The shooting at West Liberty-Salem High School will mark its one-year anniversary on Saturday, Jan. 20. The event rocked the small village of West Liberty, which received national attention as one of the shootings that occurred in 2017.
Here are some of the things that have changed at the campus since the shooting and how the community is still working to heal .
New security features added
Several new security measures have been implemented at the school since the shooting, including new windows and doors. During the shooting, many children escaped through windows that weren’t designed to open fully, making it difficult for several of them. New windows in the school now fully open in case of emergency, allowing for easier escape.
Classroom doors have also been outfitted with special devices that make it more difficult for intruders to enter and bullet-resistant film has been installed in all windows.
Students also must follow new security protocols, including only entering the building through one entrance.
Counselor hired to help speak to students
A counselor has been added to the staff to speak to students who might still be dealing with the after-effects of the shooting.
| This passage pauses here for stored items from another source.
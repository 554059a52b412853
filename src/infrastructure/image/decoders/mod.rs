//! Decoder backends.

mod generic;
mod jpeg;
mod raw;

use std::path::Path;

pub use generic::GenericDecoder;
pub use jpeg::JpegDecoder;
pub use raw::{RAW_EXTENSIONS, RawPreviewDecoder};

use crate::domain::entities::extension_of;

/// Extensions handed to the video thumbnailer instead of the decoders.
pub const VIDEO_EXTENSIONS: &[&str] = &[
    "3gp", "avi", "flv", "m2ts", "m4v", "mkv", "mov", "mp4", "mpeg", "mpg", "mts", "ogv", "webm",
    "wmv",
];

/// Returns true if `path` names a video file.
#[must_use]
pub fn is_video(path: &Path) -> bool {
    extension_of(path).is_some_and(|ext| VIDEO_EXTENSIONS.contains(&ext.as_str()))
}

/// Returns true if `path` should take the JPEG fast path.
#[must_use]
pub fn looks_like_jpeg(path: &Path) -> bool {
    extension_of(path).is_some_and(|ext| matches!(ext.as_str(), "jpg" | "jpeg" | "jpe"))
}

/// Reads the whole file at `path` into `scratch`, reusing its allocation.
pub(crate) fn read_into(path: &Path, scratch: &mut Vec<u8>) -> Result<(), crate::domain::DecodeError> {
    use std::io::Read;

    scratch.clear();
    let mut file = std::fs::File::open(path).map_err(|e| {
        if e.kind() == std::io::ErrorKind::NotFound {
            crate::domain::DecodeError::NotFound(path.to_path_buf())
        } else {
            e.into()
        }
    })?;
    file.read_to_end(scratch)?;
    Ok(())
}
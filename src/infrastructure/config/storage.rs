//! Reading and writing `config.toml`.

use std::fs;
use std::io::Write;
use std::path::{Path, PathBuf};

use tempfile::NamedTempFile;
use thiserror::Error;
use tracing::{debug, info, warn};

use super::app_config::AppConfig;

const CONFIG_FILE_NAME: &str = "config.toml";

#[derive(Debug, Error)]
pub enum ConfigError {
    #[error("failed to determine config directory")]
    ConfigDirNotFound,
    #[error("io error: {0}")]
    Io(#[from] std::io::Error),
    #[error("toml serialization error: {0}")]
    TomlSer(#[from] toml::ser::Error),
    #[error("toml deserialization error: {0}")]
    TomlDe(#[from] toml::de::Error),
}

/// Owns the configuration directory.
pub struct StorageManager {
    config_dir: PathBuf,
}

impl StorageManager {
    /// Uses the platform configuration directory.
    ///
    /// # Errors
    /// Returns [`ConfigError::ConfigDirNotFound`] when the platform has no
    /// home directory.
    pub fn new() -> Result<Self, ConfigError> {
        AppConfig::default_config_dir()
            .map(Self::with_dir)
            .ok_or(ConfigError::ConfigDirNotFound)
    }

    /// Uses `config_dir` instead of the platform directory.
    #[must_use]
    pub fn with_dir(config_dir: PathBuf) -> Self {
        Self { config_dir }
    }

    #[must_use]
    pub fn config_dir(&self) -> &Path {
        &self.config_dir
    }

    /// Creates the configuration directory if needed.
    ///
    /// # Errors
    /// Returns an error if the directory cannot be created.
    pub fn ensure_config_dir(&self) -> Result<(), ConfigError> {
        if !self.config_dir.is_dir() {
            info!(path = %self.config_dir.display(), "Creating configuration directory");
            fs::create_dir_all(&self.config_dir)?;
        }
        Ok(())
    }

    fn config_path(&self, path_override: Option<&Path>) -> PathBuf {
        path_override.map_or_else(|| self.config_dir.join(CONFIG_FILE_NAME), Path::to_path_buf)
    }

    /// Reads the configuration from `path_override` or the default file.
    ///
    /// A missing file is created with defaults. A file that does not parse
    /// is left alone and the defaults are used.
    ///
    /// # Errors
    /// Returns an error if the file cannot be read or the default cannot be
    /// written.
    pub fn load_config(&self, path_override: Option<&Path>) -> Result<AppConfig, ConfigError> {
        self.ensure_config_dir()?;
        let path = self.config_path(path_override);

        if !path.exists() {
            info!(path = %path.display(), "Writing default configuration");
            let config = AppConfig::default();
            write_atomically(&path, &config)?;
            return Ok(config);
        }

        let content = fs::read_to_string(&path)?;
        let config = toml::from_str(&content).unwrap_or_else(|e| {
            warn!(path = %path.display(), error = %e, "Ignoring malformed configuration");
            AppConfig::default()
        });
        debug!(path = %path.display(), "Configuration loaded");
        Ok(config)
    }

    /// Writes `config` to `path_override` or the default file.
    ///
    /// # Errors
    /// Returns an error if the configuration cannot be serialized or written.
    pub fn save_config(
        &self,
        config: &AppConfig,
        path_override: Option<&Path>,
    ) -> Result<(), ConfigError> {
        self.ensure_config_dir()?;
        write_atomically(&self.config_path(path_override), config)
    }
}

fn write_atomically(path: &Path, config: &AppConfig) -> Result<(), ConfigError> {
    let content = toml::to_string_pretty(config)?;
    let dir = path
        .parent()
        .ok_or_else(|| std::io::Error::other("config path has no parent"))?;
    fs::create_dir_all(dir)?;

    let mut temp = NamedTempFile::new_in(dir)?;
    temp.write_all(content.as_bytes())?;
    temp.persist(path).map_err(|e| e.error)?;
    Ok(())
}

#[cfg(test)]
mod tests {
    use super::*;
    use tempfile::TempDir;

    fn manager(dir: &TempDir) -> StorageManager {
        StorageManager::with_dir(dir.path().join("thumbworks"))
    }

    #[test]
    fn test_first_load_writes_defaults() -> Result<(), Box<dyn std::error::Error>> {
        let dir = TempDir::new()?;
        let manager = manager(&dir);

        let config = manager.load_config(None)?;

        assert!(config.store.enabled);
        let written = fs::read_to_string(manager.config_dir().join(CONFIG_FILE_NAME))?;
        assert!(written.contains("[cache]"));
        assert!(written.contains("thumbnail_size = 256"));
        Ok(())
    }

    #[test]
    fn test_partial_file_fills_in_defaults() -> Result<(), Box<dyn std::error::Error>> {
        let dir = TempDir::new()?;
        let manager = manager(&dir);
        manager.ensure_config_dir()?;
        fs::write(
            manager.config_dir().join(CONFIG_FILE_NAME),
            "[cache]\njpeg_quality = 70\n",
        )?;

        let config = manager.load_config(None)?;

        assert_eq!(config.cache.jpeg_quality, 70);
        assert_eq!(config.cache.max_blob_size, 32 * 1024 * 1024);
        assert!(config.loader.worker_threads.is_none());
        Ok(())
    }

    #[test]
    fn test_malformed_file_is_kept_and_defaults_used() -> Result<(), Box<dyn std::error::Error>> {
        let dir = TempDir::new()?;
        let manager = manager(&dir);
        manager.ensure_config_dir()?;
        let path = manager.config_dir().join(CONFIG_FILE_NAME);
        fs::write(&path, "[cache\nthumbnail_size = ")?;

        let config = manager.load_config(None)?;

        assert_eq!(config.cache.thumbnail_size, 256);
        assert_eq!(fs::read_to_string(&path)?, "[cache\nthumbnail_size = ");
        Ok(())
    }

    #[test]
    fn test_saved_settings_survive_reload() -> Result<(), Box<dyn std::error::Error>> {
        let dir = TempDir::new()?;
        let manager = manager(&dir);
        let mut config = AppConfig::default();
        config.loader.worker_threads = Some(5);
        config.decoders.skip_raw_with_sibling = true;

        manager.save_config(&config, None)?;
        let loaded = manager.load_config(None)?;

        assert_eq!(loaded.loader.worker_threads, Some(5));
        assert!(loaded.decoders.skip_raw_with_sibling);
        let leftovers = fs::read_dir(manager.config_dir())?.count();
        assert_eq!(leftovers, 1);
        Ok(())
    }

    #[test]
    fn test_override_path_leaves_default_untouched() -> Result<(), Box<dyn std::error::Error>> {
        let dir = TempDir::new()?;
        let manager = manager(&dir);
        let custom = dir.path().join("elsewhere").join("thumbworks.toml");

        manager.load_config(Some(&custom))?;

        assert!(custom.exists());
        assert!(!manager.config_dir().join(CONFIG_FILE_NAME).exists());
        Ok(())
    }
}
The Springfield News-Sun spoke with leaders at other schools that experienced a school shooting and was told many students appeared fine right after the tragedy but then develop issues later on. West Liberty-Salem Superintendent Kraig Hissong said the school has seen a similar trend, which lead them to hire the counselor full-time.
Activities planned to give back to a supportive community
To show their appreciation to first responders, the students at West Liberty-Salem are set to host Tiger Strong Day on Thursday, Jan. 18. Many high school students will work with elementary school students to create thank you cards for the responders and medical staff at Nationwide Children’s Hospital in Columbus where Logan Cole, one of the victims in the shooting, was treated.
The community was important to the recovery of the school, West Liberty-Salem High School senior Taylor Henault said.
“The community was really great to us and made us feel loved,” Henault said. “We just want to give back to the community, which was so nice and supportive of us.”
They will also create chew toys out of old T-shirts for animals at PAWS animal shelter and for therapy dogs who supported the students after the shooting. The students also plan on making cookies for schools who sent positive messages.